*** SUPPLIED INFORMATION ***
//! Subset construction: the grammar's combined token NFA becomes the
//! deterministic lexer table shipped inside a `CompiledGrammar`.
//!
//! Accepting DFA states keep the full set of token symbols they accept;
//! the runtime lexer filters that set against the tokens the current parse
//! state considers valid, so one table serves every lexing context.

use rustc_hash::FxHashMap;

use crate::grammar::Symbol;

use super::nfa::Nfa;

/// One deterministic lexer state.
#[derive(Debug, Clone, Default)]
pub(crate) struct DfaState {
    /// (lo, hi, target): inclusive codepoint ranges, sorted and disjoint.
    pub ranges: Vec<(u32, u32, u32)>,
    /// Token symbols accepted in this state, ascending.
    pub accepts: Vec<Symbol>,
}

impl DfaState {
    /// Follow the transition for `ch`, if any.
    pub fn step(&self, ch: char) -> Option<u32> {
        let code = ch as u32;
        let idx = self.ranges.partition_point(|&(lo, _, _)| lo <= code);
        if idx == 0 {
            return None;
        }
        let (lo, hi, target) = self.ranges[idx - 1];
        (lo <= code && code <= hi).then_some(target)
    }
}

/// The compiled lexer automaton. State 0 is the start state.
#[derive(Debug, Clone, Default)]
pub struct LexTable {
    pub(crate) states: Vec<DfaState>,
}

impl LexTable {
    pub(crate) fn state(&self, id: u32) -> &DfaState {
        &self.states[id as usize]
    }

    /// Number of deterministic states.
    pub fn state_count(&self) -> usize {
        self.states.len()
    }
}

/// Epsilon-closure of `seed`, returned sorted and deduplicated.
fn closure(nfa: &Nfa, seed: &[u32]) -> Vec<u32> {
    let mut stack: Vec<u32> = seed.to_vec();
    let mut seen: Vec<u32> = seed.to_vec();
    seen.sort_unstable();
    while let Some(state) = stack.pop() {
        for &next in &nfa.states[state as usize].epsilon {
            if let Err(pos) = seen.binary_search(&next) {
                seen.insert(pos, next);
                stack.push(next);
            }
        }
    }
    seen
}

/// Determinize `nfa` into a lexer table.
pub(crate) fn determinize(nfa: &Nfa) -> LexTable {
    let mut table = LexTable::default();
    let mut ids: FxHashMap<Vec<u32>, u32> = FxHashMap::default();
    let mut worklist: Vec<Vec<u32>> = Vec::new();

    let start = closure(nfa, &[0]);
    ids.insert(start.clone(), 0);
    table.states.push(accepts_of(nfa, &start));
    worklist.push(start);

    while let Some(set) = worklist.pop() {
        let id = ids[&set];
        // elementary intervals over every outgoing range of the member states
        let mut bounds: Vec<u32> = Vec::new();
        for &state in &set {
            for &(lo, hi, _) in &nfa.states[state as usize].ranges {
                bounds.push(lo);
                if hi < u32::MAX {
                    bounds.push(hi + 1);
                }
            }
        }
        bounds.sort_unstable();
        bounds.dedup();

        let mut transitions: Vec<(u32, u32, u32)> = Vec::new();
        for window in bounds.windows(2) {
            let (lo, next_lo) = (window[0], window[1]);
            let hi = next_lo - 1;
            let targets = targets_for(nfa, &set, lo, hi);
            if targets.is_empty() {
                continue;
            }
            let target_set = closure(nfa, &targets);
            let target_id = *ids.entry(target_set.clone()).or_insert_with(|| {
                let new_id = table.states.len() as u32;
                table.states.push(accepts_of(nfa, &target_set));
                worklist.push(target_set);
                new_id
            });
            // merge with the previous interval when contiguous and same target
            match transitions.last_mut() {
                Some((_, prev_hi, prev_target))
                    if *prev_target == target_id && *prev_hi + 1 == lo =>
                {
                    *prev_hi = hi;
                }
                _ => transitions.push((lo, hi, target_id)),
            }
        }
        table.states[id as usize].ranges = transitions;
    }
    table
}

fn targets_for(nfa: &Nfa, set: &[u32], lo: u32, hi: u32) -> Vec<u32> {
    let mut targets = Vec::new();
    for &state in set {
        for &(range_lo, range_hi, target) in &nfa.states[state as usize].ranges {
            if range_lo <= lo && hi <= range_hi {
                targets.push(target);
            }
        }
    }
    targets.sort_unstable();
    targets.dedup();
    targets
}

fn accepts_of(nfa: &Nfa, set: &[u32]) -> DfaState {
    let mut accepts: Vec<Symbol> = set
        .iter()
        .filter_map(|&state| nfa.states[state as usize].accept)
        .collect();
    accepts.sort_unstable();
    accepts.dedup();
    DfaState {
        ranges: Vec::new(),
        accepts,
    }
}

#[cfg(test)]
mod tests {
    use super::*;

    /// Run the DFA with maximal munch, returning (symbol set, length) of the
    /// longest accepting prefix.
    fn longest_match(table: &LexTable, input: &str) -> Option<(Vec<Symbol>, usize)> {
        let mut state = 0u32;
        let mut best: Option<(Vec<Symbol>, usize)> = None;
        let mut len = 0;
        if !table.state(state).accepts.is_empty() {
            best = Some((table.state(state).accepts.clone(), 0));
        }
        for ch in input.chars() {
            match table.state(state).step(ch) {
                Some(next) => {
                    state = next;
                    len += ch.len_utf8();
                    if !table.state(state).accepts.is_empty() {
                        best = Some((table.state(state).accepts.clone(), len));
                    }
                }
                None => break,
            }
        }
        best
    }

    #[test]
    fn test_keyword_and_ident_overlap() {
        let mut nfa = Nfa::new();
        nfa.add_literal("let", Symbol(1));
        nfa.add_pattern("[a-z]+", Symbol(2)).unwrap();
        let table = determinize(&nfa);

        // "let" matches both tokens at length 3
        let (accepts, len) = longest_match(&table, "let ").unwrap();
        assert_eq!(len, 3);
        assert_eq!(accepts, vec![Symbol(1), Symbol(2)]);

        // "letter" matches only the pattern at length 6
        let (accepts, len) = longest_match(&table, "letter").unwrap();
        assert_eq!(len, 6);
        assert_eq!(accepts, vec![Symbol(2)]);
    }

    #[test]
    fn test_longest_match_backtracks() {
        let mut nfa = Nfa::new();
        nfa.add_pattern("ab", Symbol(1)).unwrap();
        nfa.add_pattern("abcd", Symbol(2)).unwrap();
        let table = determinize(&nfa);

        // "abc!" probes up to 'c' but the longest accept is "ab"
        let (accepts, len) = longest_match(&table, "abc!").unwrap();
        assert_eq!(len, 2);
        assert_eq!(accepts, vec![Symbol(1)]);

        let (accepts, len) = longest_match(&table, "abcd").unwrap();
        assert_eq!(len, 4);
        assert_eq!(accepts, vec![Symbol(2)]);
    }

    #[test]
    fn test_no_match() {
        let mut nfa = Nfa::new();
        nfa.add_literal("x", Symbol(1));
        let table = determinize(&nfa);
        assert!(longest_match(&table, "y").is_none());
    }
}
*** End of SUPPLIED INFORMATION ***
### TASK DESCRIPTION
Among the entries above, how many lines hold the string "LexTable"? Answer with the bare number.

### RESULT FOR THIS EXERCISE
5